Stored entries
*****

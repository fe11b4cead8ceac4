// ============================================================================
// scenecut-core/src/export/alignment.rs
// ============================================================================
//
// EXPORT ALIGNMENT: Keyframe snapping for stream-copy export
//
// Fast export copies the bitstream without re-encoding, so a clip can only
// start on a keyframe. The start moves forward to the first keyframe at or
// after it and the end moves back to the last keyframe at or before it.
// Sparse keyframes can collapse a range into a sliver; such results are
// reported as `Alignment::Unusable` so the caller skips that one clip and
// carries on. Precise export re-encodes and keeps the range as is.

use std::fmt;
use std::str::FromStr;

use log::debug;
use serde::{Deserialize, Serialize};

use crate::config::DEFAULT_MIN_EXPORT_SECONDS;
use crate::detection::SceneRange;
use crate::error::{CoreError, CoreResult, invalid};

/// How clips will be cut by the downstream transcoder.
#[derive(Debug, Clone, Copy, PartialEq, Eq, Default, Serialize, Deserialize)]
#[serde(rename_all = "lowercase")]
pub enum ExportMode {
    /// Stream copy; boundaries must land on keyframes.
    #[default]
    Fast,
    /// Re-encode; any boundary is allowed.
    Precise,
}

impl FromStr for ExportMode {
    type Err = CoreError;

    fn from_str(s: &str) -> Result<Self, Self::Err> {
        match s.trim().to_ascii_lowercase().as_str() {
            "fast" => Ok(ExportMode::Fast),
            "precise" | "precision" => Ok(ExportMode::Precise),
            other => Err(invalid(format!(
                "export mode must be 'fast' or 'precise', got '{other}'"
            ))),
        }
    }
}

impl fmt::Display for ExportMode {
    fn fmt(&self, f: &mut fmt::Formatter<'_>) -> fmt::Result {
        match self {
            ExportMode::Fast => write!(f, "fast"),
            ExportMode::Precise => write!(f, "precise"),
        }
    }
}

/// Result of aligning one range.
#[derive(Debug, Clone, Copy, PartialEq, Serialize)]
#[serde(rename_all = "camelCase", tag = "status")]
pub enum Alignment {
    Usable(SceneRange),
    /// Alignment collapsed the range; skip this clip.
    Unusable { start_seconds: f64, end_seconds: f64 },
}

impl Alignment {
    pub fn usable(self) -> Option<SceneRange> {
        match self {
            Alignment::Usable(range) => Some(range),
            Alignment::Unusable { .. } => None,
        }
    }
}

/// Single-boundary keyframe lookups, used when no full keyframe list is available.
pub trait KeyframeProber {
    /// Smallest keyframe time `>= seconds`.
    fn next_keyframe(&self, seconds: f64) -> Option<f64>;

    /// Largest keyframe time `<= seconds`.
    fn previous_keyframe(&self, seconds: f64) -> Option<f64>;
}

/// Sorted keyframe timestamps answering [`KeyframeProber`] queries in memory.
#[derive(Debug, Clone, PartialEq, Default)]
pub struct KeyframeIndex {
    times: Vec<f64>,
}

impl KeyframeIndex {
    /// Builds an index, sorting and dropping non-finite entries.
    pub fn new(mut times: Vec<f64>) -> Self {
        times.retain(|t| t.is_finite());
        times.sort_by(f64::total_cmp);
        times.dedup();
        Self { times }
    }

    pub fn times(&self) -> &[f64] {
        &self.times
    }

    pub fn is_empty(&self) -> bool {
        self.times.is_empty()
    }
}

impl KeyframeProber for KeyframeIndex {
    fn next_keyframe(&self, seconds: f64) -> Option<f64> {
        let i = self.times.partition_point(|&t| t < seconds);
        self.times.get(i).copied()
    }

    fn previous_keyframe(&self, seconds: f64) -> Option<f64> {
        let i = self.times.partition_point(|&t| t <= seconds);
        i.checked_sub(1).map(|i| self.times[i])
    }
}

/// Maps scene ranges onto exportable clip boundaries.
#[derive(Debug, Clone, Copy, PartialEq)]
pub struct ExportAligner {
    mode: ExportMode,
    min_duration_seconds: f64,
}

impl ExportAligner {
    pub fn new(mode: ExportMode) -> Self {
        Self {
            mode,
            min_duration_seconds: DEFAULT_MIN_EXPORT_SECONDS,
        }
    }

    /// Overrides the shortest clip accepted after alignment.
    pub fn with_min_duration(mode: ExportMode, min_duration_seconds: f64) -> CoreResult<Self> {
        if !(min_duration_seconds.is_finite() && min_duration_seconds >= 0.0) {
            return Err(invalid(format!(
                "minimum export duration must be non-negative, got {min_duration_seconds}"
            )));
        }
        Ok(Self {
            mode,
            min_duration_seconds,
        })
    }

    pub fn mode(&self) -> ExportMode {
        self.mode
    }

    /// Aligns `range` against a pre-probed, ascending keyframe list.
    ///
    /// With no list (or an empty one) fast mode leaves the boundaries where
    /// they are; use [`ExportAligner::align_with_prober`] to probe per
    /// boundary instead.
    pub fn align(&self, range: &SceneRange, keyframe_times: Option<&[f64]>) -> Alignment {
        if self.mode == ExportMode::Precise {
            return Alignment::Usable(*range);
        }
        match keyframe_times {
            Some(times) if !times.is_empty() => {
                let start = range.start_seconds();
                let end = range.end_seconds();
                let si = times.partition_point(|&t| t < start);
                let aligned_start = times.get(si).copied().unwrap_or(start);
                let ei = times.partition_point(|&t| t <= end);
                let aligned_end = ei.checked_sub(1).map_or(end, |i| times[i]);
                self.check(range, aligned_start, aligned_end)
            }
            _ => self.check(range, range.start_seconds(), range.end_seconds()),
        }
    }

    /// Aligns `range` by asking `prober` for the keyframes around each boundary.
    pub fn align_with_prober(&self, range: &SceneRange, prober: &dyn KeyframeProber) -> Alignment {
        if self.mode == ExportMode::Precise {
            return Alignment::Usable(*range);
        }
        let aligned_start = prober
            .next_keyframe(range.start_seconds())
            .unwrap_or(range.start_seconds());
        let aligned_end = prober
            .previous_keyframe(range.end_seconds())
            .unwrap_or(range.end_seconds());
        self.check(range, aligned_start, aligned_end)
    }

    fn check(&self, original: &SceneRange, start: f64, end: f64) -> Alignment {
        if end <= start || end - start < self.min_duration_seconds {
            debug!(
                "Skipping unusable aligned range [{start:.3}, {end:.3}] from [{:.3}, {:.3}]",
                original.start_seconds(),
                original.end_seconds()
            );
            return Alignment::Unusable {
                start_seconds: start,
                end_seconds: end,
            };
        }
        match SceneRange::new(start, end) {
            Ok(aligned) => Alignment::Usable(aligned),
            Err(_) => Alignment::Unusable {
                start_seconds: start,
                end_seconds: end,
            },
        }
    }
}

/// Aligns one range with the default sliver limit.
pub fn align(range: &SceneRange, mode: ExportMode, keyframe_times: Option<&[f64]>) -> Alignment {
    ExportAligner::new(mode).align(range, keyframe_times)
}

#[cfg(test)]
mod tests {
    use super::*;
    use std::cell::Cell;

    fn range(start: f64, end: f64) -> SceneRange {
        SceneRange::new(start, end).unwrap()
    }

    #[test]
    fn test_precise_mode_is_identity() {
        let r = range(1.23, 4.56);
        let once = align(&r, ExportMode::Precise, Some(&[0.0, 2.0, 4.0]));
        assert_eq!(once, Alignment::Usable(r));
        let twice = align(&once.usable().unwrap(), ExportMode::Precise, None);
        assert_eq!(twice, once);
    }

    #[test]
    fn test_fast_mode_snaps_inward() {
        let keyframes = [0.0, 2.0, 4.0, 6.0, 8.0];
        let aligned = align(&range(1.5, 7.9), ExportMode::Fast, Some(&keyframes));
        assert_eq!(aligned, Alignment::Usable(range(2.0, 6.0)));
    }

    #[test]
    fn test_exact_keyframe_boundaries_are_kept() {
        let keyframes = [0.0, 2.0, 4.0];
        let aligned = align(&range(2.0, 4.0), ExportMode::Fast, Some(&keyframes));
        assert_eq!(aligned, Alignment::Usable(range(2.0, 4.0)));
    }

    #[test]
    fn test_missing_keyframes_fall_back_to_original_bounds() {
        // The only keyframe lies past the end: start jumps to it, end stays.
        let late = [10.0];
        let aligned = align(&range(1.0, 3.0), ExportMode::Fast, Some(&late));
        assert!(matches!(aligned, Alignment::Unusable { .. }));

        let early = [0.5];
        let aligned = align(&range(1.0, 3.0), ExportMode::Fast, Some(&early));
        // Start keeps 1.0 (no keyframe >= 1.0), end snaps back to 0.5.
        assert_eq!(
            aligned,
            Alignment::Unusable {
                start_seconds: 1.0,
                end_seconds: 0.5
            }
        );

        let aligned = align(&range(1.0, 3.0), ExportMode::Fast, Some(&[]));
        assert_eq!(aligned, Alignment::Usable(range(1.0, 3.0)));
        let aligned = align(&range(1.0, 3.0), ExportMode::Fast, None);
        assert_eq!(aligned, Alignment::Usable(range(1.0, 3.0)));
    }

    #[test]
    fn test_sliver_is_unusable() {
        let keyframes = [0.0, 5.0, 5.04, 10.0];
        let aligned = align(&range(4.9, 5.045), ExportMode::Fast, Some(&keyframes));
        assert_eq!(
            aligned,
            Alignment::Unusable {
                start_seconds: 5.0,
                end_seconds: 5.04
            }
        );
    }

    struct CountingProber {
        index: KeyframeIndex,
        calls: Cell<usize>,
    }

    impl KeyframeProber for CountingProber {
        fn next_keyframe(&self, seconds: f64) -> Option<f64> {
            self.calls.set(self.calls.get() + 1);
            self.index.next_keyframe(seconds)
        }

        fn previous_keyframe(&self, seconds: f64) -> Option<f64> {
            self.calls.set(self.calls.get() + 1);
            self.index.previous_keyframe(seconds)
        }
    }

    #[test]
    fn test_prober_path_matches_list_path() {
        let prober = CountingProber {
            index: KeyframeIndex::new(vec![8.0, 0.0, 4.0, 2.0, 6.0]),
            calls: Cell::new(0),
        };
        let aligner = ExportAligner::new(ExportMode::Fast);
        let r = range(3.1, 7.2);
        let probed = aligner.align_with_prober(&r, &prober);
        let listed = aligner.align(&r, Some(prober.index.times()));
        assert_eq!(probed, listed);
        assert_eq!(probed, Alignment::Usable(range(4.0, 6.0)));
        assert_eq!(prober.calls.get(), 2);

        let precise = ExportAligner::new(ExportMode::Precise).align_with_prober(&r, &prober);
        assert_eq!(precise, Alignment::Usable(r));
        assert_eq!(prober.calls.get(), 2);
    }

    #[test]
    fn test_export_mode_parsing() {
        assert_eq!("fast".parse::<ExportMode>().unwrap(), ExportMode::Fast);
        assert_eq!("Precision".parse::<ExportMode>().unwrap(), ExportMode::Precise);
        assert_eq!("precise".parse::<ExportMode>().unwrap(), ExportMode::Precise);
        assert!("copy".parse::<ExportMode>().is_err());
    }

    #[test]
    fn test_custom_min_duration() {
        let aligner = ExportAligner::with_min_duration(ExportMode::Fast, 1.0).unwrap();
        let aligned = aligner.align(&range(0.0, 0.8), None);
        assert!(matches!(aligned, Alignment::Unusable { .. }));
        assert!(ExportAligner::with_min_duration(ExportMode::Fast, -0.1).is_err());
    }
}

*****

### WHAT YOU HAVE TO DO
Write out exactly each line of the entries, starting at the one containing "assert_eq!(probed, listed);" and finishing with the last line.

### OUTPUT FOR THIS EXERCISE
        assert_eq!(probed, listed);
        assert_eq!(probed, Alignment::Usable(range(4.0, 6.0)));
        assert_eq!(prober.calls.get(), 2);

        let precise = ExportAligner::new(ExportMode::Precise).align_with_prober(&r, &prober);
        assert_eq!(precise, Alignment::Usable(r));
        assert_eq!(prober.calls.get(), 2);
    }

    #[test]
    fn test_export_mode_parsing() {
        assert_eq!("fast".parse::<ExportMode>().unwrap(), ExportMode::Fast);
        assert_eq!("Precision".parse::<ExportMode>().unwrap(), ExportMode::Precise);
        assert_eq!("precise".parse::<ExportMode>().unwrap(), ExportMode::Precise);
        assert!("copy".parse::<ExportMode>().is_err());
    }

    #[test]
    fn test_custom_min_duration() {
        let aligner = ExportAligner::with_min_duration(ExportMode::Fast, 1.0).unwrap();
        let aligned = aligner.align(&range(0.0, 0.8), None);
        assert!(matches!(aligned, Alignment::Unusable { .. }));
        assert!(ExportAligner::with_min_duration(ExportMode::Fast, -0.1).is_err());
    }
}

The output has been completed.